[Start of Attachment]

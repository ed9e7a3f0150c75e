//! The scrape_project handler: list captures per target, classify each one,
//! persist the verdicts, and fan out extraction batches for what survived.

use std::sync::Arc;

use async_trait::async_trait;
use serde::{Deserialize, Serialize};
use tracing::{info, warn};
use uuid::Uuid;

use hindsite_common::{DateWindow, PageStatus, SessionCounters, SessionState};
use hindsite_filter::{FilterConfig, FilterVerdict};
use hindsite_jobs::{EnqueueOptions, JobContext, JobFailure, JobHandler, QueueName};
use hindsite_sources::RouterError;

use crate::deps::PipelineDeps;
use crate::extraction::{ExtractBatchPayload, EXTRACT_BATCH_JOB};

pub const SCRAPE_PROJECT_JOB: &str = "scrape_project";

#[derive(Debug, Serialize, Deserialize)]
pub struct ScrapeProjectPayload {
    pub project_id: Uuid,
    pub session_id: Uuid,
}

pub struct ScrapeProjectHandler {
    deps: Arc<PipelineDeps>,
}

impl ScrapeProjectHandler {
    pub fn new(deps: Arc<PipelineDeps>) -> Self {
        Self { deps }
    }
}

#[async_trait]
impl JobHandler for ScrapeProjectHandler {
    fn job_type(&self) -> &'static str {
        SCRAPE_PROJECT_JOB
    }

    async fn run(&self, ctx: JobContext) -> Result<(), JobFailure> {
        let payload: ScrapeProjectPayload = serde_json::from_value(ctx.payload.clone())
            .map_err(|e| JobFailure::Permanent(anyhow::anyhow!("bad payload: {e}")))?;
        let deps = &self.deps;

        let project = deps
            .store
            .get_project(payload.project_id)
            .await
            .map_err(|e| JobFailure::Permanent(e.into()))?;
        let policy = hindsite_store::Store::parse_policy(&project);
        let filter_config: FilterConfig = parse_filter_config(&project.filter_config);
        let targets = deps
            .store
            .targets_for_project(project.id)
            .await
            .map_err(|e| JobFailure::Retriable(e.into()))?;

        deps.facade
            .set_session_state(payload.session_id, SessionState::Indexing)
            .await
            .map_err(|e| JobFailure::Retriable(e.into()))?;

        info!(
            project_id = %project.id,
            session_id = %payload.session_id,
            targets = targets.len(),
            "Scrape run starting"
        );

        let mut total_discovered = 0u64;
        let mut targets_failed = 0usize;
        let mut processed_targets = 0i64;

        for target_row in &targets {
            ctx.checkpoint()?;
            let target = target_row
                .to_target()
                .map_err(JobFailure::Permanent)?;
            let window = DateWindow::new(target.from_date, target.to_date)
                .map_err(|e| JobFailure::Permanent(anyhow::anyhow!(e)))?;

            let listing = match deps
                .router
                .list_captures(&policy, &target, window, &ctx.cancel)
                .await
            {
                Ok(listing) => listing,
                Err(RouterError::Cancelled) => return Err(JobFailure::Cancelled),
                Err(e @ RouterError::AllSourcesFailed { .. }) => {
                    warn!(domain = %target.domain, error = %e, "Target listing failed on all sources");
                    targets_failed += 1;
                    continue;
                }
                Err(e) => {
                    warn!(domain = %target.domain, error = %e, "Target listing failed");
                    targets_failed += 1;
                    continue;
                }
            };

            let mut counters = SessionCounters::default();
            let total_records = listing.records.len();

            for (i, capture) in listing.records.iter().enumerate() {
                ctx.checkpoint()?;

                let verdict = deps
                    .filter
                    .classify(capture, &target, &filter_config, &deps.store, false)
                    .await
                    .map_err(JobFailure::Retriable)?;

                counters.discovered += 1;
                match verdict {
                    FilterVerdict::Drop { .. } => {
                        *counters
                            .filtered_by_reason
                            .entry(PageStatus::FilteredFileExtension.as_str().to_string())
                            .or_default() += 1;
                    }
                    FilterVerdict::PreserveOverride => {}
                    FilterVerdict::Classified(classification) => {
                        if classification.status != PageStatus::Pending {
                            *counters
                                .filtered_by_reason
                                .entry(classification.status.as_str().to_string())
                                .or_default() += 1;
                        }
                        deps.facade
                            .upsert_scrape_page(
                                target.id,
                                project.id,
                                Some(payload.session_id),
                                capture,
                                &classification,
                            )
                            .await
                            .map_err(|e| JobFailure::Retriable(e.into()))?;
                    }
                }

                if i % 100 == 0 {
                    ctx.progress(
                        i as i64,
                        Some(total_records as i64),
                        Some(&format!("classifying {}", target.domain)),
                    )
                    .await;
                }
            }

            total_discovered += counters.discovered;
            deps.facade
                .increment_session_counters(payload.session_id, &counters)
                .await
                .map_err(|e| JobFailure::Retriable(e.into()))?;

            processed_targets += 1;
            ctx.progress(
                processed_targets,
                Some(targets.len() as i64),
                Some(&format!("target {} done", target.domain)),
            )
            .await;
        }

        // Fan out extraction batches over everything now pending, in
        // deterministic (url, timestamp) order.
        let mut batches = 0usize;
        let pending = deps
            .store
            .pending_for_session(payload.session_id, 10_000)
            .await
            .map_err(|e| JobFailure::Retriable(e.into()))?;
        for chunk in pending.chunks(deps.extract_batch_size) {
            let batch = ExtractBatchPayload {
                project_id: project.id,
                session_id: payload.session_id,
                scrape_page_ids: chunk.iter().map(|row| row.id).collect(),
            };
            ctx.store()
                .enqueue(
                    QueueName::Scraping,
                    EXTRACT_BATCH_JOB,
                    serde_json::to_value(&batch).map_err(|e| JobFailure::Permanent(e.into()))?,
                    EnqueueOptions {
                        parent_id: Some(ctx.job_id),
                        session_id: Some(payload.session_id),
                        ..Default::default()
                    },
                )
                .await
                .map_err(|e| JobFailure::Retriable(anyhow::anyhow!(e)))?;
            batches += 1;
        }

        if batches == 0 {
            // Nothing to extract: the session ends here. It only counts as
            // failed when no captures were ingested and a target broke.
            let state = if total_discovered == 0 && targets_failed > 0 {
                SessionState::Failed
            } else {
                SessionState::Completed
            };
            deps.facade
                .finish_session(payload.session_id, state)
                .await
                .map_err(|e| JobFailure::Retriable(e.into()))?;
        }

        info!(
            project_id = %project.id,
            session_id = %payload.session_id,
            discovered = total_discovered,
            batches,
            targets_failed,
            "Scrape run discovery finished"
        );
        Ok(())
    }
}

/// Per-project filter settings stored as JSONB on the project row.
pub fn parse_filter_config(raw: &serde_json::Value) -> FilterConfig {
    let mut config = FilterConfig::default();
    if let Some(min) = raw.get("min_size").and_then(serde_json::Value::as_u64) {
        config.min_size = min;
    }
    if let Some(max) = raw.get("max_size").and_then(serde_json::Value::as_u64) {
        config.max_size = max;
    }
    if let Some(threshold) = raw
        .get("low_priority_threshold")
        .and_then(serde_json::Value::as_u64)
    {
        config.low_priority_threshold = threshold.min(10) as u8;
    }
    if let Some(rules) = raw.get("custom_rules").and_then(serde_json::Value::as_array) {
        for rule in rules {
            if let (Some(id), Some(pattern)) = (
                rule.get("id").and_then(serde_json::Value::as_str),
                rule.get("pattern").and_then(serde_json::Value::as_str),
            ) {
                config.custom_rules.push(hindsite_filter::CustomRule {
                    id: id.to_string(),
                    pattern: pattern.to_string(),
                });
            }
        }
    }
    config
}

#[cfg(test)]
mod tests {
    use super::*;

    #[test]
    fn filter_config_parses_overrides() {
        let raw = serde_json::json!({
            "min_size": 512,
            "max_size": 1048576,
            "low_priority_threshold": 3,
            "custom_rules": [{"id": "no_drafts", "pattern": "/drafts/"}],
        });
        let config = parse_filter_config(&raw);
        assert_eq!(config.min_size, 512);
        assert_eq!(config.max_size, 1_048_576);
        assert_eq!(config.low_priority_threshold, 3);
        assert_eq!(config.custom_rules.len(), 1);
    }

    #[test]
    fn filter_config_defaults_on_empty() {
        let config = parse_filter_config(&serde_json::json!({}));
        assert_eq!(config.low_priority_threshold, 2);
        assert!(config.custom_rules.is_empty());
    }
}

[End of Attachment]

What is required: Transcribe the opening lines of the listing exactly, please. Stop after the line that contains "use async_trait::async_trait;".

Completed exercise:
repository ed9e7a3f0150c75e
//! The scrape_project handler: list captures per target, classify each one,
//! persist the verdicts, and fan out extraction batches for what survived.

use std::sync::Arc;

use async_trait::async_trait;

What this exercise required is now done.